Top of Entries shown

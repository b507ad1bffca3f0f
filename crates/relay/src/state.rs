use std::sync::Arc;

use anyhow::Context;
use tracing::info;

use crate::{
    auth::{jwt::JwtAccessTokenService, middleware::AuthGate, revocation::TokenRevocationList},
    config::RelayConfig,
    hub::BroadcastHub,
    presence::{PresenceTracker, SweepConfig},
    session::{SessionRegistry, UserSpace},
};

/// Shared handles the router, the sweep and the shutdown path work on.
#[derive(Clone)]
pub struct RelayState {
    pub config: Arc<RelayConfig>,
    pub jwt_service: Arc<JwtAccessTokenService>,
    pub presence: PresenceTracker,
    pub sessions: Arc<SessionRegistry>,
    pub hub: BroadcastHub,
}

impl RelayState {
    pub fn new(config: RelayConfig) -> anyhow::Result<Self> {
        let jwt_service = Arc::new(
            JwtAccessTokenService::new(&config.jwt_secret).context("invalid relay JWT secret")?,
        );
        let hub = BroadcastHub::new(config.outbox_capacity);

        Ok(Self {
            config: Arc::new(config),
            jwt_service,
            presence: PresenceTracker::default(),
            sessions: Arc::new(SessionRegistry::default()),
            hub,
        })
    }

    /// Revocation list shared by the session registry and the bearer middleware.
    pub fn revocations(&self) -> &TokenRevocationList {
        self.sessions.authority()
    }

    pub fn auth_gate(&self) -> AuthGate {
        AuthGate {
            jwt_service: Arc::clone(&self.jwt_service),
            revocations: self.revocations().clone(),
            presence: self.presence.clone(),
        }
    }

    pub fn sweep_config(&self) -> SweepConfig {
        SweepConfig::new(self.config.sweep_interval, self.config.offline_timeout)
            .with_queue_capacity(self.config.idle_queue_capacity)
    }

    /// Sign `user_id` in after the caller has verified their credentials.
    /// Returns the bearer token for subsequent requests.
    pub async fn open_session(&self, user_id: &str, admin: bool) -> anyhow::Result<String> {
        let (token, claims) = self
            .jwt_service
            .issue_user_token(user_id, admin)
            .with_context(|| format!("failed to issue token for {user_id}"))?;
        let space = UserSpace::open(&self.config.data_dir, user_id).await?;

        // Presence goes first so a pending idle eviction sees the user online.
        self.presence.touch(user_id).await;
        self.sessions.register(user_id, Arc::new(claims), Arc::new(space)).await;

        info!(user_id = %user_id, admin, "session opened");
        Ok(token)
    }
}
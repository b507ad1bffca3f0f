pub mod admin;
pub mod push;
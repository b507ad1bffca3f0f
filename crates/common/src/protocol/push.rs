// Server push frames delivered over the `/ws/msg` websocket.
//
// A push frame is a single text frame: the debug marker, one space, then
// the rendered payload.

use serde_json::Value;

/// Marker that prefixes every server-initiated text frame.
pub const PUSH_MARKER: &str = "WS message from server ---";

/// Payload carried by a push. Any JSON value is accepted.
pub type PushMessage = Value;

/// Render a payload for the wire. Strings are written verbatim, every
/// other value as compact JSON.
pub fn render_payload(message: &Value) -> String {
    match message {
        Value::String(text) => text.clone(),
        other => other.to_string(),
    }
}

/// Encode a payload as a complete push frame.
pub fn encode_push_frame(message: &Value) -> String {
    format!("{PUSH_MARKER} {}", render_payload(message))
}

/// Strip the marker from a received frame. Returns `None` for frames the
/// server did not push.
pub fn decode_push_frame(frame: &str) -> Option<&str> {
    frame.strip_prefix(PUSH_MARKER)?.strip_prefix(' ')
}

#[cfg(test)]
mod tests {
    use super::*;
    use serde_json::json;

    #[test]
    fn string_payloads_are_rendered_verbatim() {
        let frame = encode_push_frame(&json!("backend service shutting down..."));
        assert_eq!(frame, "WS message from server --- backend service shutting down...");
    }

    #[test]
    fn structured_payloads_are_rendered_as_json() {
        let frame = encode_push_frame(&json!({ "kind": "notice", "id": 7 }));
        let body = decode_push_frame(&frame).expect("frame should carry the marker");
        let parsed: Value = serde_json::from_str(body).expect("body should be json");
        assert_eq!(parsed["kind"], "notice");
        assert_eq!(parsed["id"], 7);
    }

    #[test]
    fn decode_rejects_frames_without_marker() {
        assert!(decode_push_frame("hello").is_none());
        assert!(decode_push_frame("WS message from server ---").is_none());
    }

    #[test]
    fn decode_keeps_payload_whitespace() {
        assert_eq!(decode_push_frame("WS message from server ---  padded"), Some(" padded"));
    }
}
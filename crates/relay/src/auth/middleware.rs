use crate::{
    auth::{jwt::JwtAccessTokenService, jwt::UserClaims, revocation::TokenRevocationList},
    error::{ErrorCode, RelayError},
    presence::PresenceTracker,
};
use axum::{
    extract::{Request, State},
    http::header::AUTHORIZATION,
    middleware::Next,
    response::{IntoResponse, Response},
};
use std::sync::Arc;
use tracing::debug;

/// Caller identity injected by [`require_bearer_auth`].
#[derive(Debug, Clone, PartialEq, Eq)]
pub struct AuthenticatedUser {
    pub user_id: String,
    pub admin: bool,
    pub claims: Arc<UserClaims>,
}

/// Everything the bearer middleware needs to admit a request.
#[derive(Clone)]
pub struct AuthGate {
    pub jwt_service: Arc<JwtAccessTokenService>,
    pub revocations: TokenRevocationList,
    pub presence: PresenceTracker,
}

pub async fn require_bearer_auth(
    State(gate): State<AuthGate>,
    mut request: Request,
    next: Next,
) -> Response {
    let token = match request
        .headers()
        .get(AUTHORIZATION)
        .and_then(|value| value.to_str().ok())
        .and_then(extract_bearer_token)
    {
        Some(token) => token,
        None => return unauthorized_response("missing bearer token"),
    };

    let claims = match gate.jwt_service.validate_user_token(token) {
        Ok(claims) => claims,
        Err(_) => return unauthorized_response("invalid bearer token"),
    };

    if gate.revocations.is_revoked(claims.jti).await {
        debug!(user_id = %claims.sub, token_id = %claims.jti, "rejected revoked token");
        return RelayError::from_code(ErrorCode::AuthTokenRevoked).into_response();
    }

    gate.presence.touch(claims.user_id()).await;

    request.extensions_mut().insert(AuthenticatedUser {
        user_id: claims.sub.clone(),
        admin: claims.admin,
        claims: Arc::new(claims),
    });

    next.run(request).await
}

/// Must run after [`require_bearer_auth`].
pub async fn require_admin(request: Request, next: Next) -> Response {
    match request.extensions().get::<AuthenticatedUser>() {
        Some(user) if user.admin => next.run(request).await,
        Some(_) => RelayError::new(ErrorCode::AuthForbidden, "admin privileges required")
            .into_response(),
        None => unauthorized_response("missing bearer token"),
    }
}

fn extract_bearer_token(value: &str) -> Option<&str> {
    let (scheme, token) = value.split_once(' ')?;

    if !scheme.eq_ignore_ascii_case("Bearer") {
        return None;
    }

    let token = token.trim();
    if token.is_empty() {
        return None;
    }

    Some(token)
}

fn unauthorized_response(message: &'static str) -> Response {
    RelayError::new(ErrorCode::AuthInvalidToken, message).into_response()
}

Bottom of Entries shown

Copy out the data above, word for word.

repository b507ad1bffca3f0f
filename crates/relay/src/state.rs
use std::sync::Arc;

use anyhow::Context;
use tracing::info;

use crate::{
    auth::{jwt::JwtAccessTokenService, middleware::AuthGate, revocation::TokenRevocationList},
    config::RelayConfig,
    hub::BroadcastHub,
    presence::{PresenceTracker, SweepConfig},
    session::{SessionRegistry, UserSpace},
};

/// Shared handles the router, the sweep and the shutdown path work on.
#[derive(Clone)]
pub struct RelayState {
    pub config: Arc<RelayConfig>,
    pub jwt_service: Arc<JwtAccessTokenService>,
    pub presence: PresenceTracker,
    pub sessions: Arc<SessionRegistry>,
    pub hub: BroadcastHub,
}

impl RelayState {
    pub fn new(config: RelayConfig) -> anyhow::Result<Self> {
        let jwt_service = Arc::new(
            JwtAccessTokenService::new(&config.jwt_secret).context("invalid relay JWT secret")?,
        );
        let hub = BroadcastHub::new(config.outbox_capacity);

        Ok(Self {
            config: Arc::new(config),
            jwt_service,
            presence: PresenceTracker::default(),
            sessions: Arc::new(SessionRegistry::default()),
            hub,
        })
    }

    /// Revocation list shared by the session registry and the bearer middleware.
    pub fn revocations(&self) -> &TokenRevocationList {
        self.sessions.authority()
    }

    pub fn auth_gate(&self) -> AuthGate {
        AuthGate {
            jwt_service: Arc::clone(&self.jwt_service),
            revocations: self.revocations().clone(),
            presence: self.presence.clone(),
        }
    }

    pub fn sweep_config(&self) -> SweepConfig {
        SweepConfig::new(self.config.sweep_interval, self.config.offline_timeout)
            .with_queue_capacity(self.config.idle_queue_capacity)
    }

    /// Sign `user_id` in after the caller has verified their credentials.
    /// Returns the bearer token for subsequent requests.
    pub async fn open_session(&self, user_id: &str, admin: bool) -> anyhow::Result<String> {
        let (token, claims) = self
            .jwt_service
            .issue_user_token(user_id, admin)
            .with_context(|| format!("failed to issue token for {user_id}"))?;
        let space = UserSpace::open(&self.config.data_dir, user_id).await?;

        // Presence goes first so a pending idle eviction sees the user online.
        self.presence.touch(user_id).await;
        self.sessions.register(user_id, Arc::new(claims), Arc::new(space)).await;

        info!(user_id = %user_id, admin, "session opened");
        Ok(token)
    }
}
repository b507ad1bffca3f0f
pub mod admin;
pub mod push;
repository b507ad1bffca3f0f
filename crates/common/src/protocol/push.rs
// Server push frames delivered over the `/ws/msg` websocket.
//
// A push frame is a single text frame: the debug marker, one space, then
// the rendered payload.

use serde_json::Value;

/// Marker that prefixes every server-initiated text frame.
pub const PUSH_MARKER: &str = "WS message from server ---";

/// Payload carried by a push. Any JSON value is accepted.
pub type PushMessage = Value;

/// Render a payload for the wire. Strings are written verbatim, every
/// other value as compact JSON.
pub fn render_payload(message: &Value) -> String {
    match message {
        Value::String(text) => text.clone(),
        other => other.to_string(),
    }
}

/// Encode a payload as a complete push frame.
pub fn encode_push_frame(message: &Value) -> String {
    format!("{PUSH_MARKER} {}", render_payload(message))
}

/// Strip the marker from a received frame. Returns `None` for frames the
/// server did not push.
pub fn decode_push_frame(frame: &str) -> Option<&str> {
    frame.strip_prefix(PUSH_MARKER)?.strip_prefix(' ')
}

#[cfg(test)]
mod tests {
    use super::*;
    use serde_json::json;

    #[test]
    fn string_payloads_are_rendered_verbatim() {
        let frame = encode_push_frame(&json!("backend service shutting down..."));
        assert_eq!(frame, "WS message from server --- backend service shutting down...");
    }

    #[test]
    fn structured_payloads_are_rendered_as_json() {
        let frame = encode_push_frame(&json!({ "kind": "notice", "id": 7 }));
        let body = decode_push_frame(&frame).expect("frame should carry the marker");
        let parsed: Value = serde_json::from_str(body).expect("body should be json");
        assert_eq!(parsed["kind"], "notice");
        assert_eq!(parsed["id"], 7);
    }

    #[test]
    fn decode_rejects_frames_without_marker() {
        assert!(decode_push_frame("hello").is_none());
        assert!(decode_push_frame("WS message from server ---").is_none());
    }

    #[test]
    fn decode_keeps_payload_whitespace() {
        assert_eq!(decode_push_frame("WS message from server ---  padded"), Some(" padded"));
    }
}
filename crates/relay/src/auth/middleware.rs
use crate::{
    auth::{jwt::JwtAccessTokenService, jwt::UserClaims, revocation::TokenRevocationList},
    error::{ErrorCode, RelayError},
    presence::PresenceTracker,
};
use axum::{
    extract::{Request, State},
    http::header::AUTHORIZATION,
    middleware::Next,
    response::{IntoResponse, Response},
};
use std::sync::Arc;
use tracing::debug;

/// Caller identity injected by [`require_bearer_auth`].
#[derive(Debug, Clone, PartialEq, Eq)]
pub struct AuthenticatedUser {
    pub user_id: String,
    pub admin: bool,
    pub claims: Arc<UserClaims>,
}

/// Everything the bearer middleware needs to admit a request.
#[derive(Clone)]
pub struct AuthGate {
    pub jwt_service: Arc<JwtAccessTokenService>,
    pub revocations: TokenRevocationList,
    pub presence: PresenceTracker,
}

pub async fn require_bearer_auth(
    State(gate): State<AuthGate>,
    mut request: Request,
    next: Next,
) -> Response {
    let token = match request
        .headers()
        .get(AUTHORIZATION)
        .and_then(|value| value.to_str().ok())
        .and_then(extract_bearer_token)
    {
        Some(token) => token,
        None => return unauthorized_response("missing bearer token"),
    };

    let claims = match gate.jwt_service.validate_user_token(token) {
        Ok(claims) => claims,
        Err(_) => return unauthorized_response("invalid bearer token"),
    };

    if gate.revocations.is_revoked(claims.jti).await {
        debug!(user_id = %claims.sub, token_id = %claims.jti, "rejected revoked token");
        return RelayError::from_code(ErrorCode::AuthTokenRevoked).into_response();
    }

    gate.presence.touch(claims.user_id()).await;

    request.extensions_mut().insert(AuthenticatedUser {
        user_id: claims.sub.clone(),
        admin: claims.admin,
        claims: Arc::new(claims),
    });

    next.run(request).await
}

/// Must run after [`require_bearer_auth`].
pub async fn require_admin(request: Request, next: Next) -> Response {
    match request.extensions().get::<AuthenticatedUser>() {
        Some(user) if user.admin => next.run(request).await,
        Some(_) => RelayError::new(ErrorCode::AuthForbidden, "admin privileges required")
            .into_response(),
        None => unauthorized_response("missing bearer token"),
    }
}

fn extract_bearer_token(value: &str) -> Option<&str> {
    let (scheme, token) = value.split_once(' ')?;

    if !scheme.eq_ignore_ascii_case("Bearer") {
        return None;
    }

    let token = token.trim();
    if token.is_empty() {
        return None;
    }

    Some(token)
}

fn unauthorized_response(message: &'static str) -> Response {
    RelayError::new(ErrorCode::AuthInvalidToken, message).into_response()
}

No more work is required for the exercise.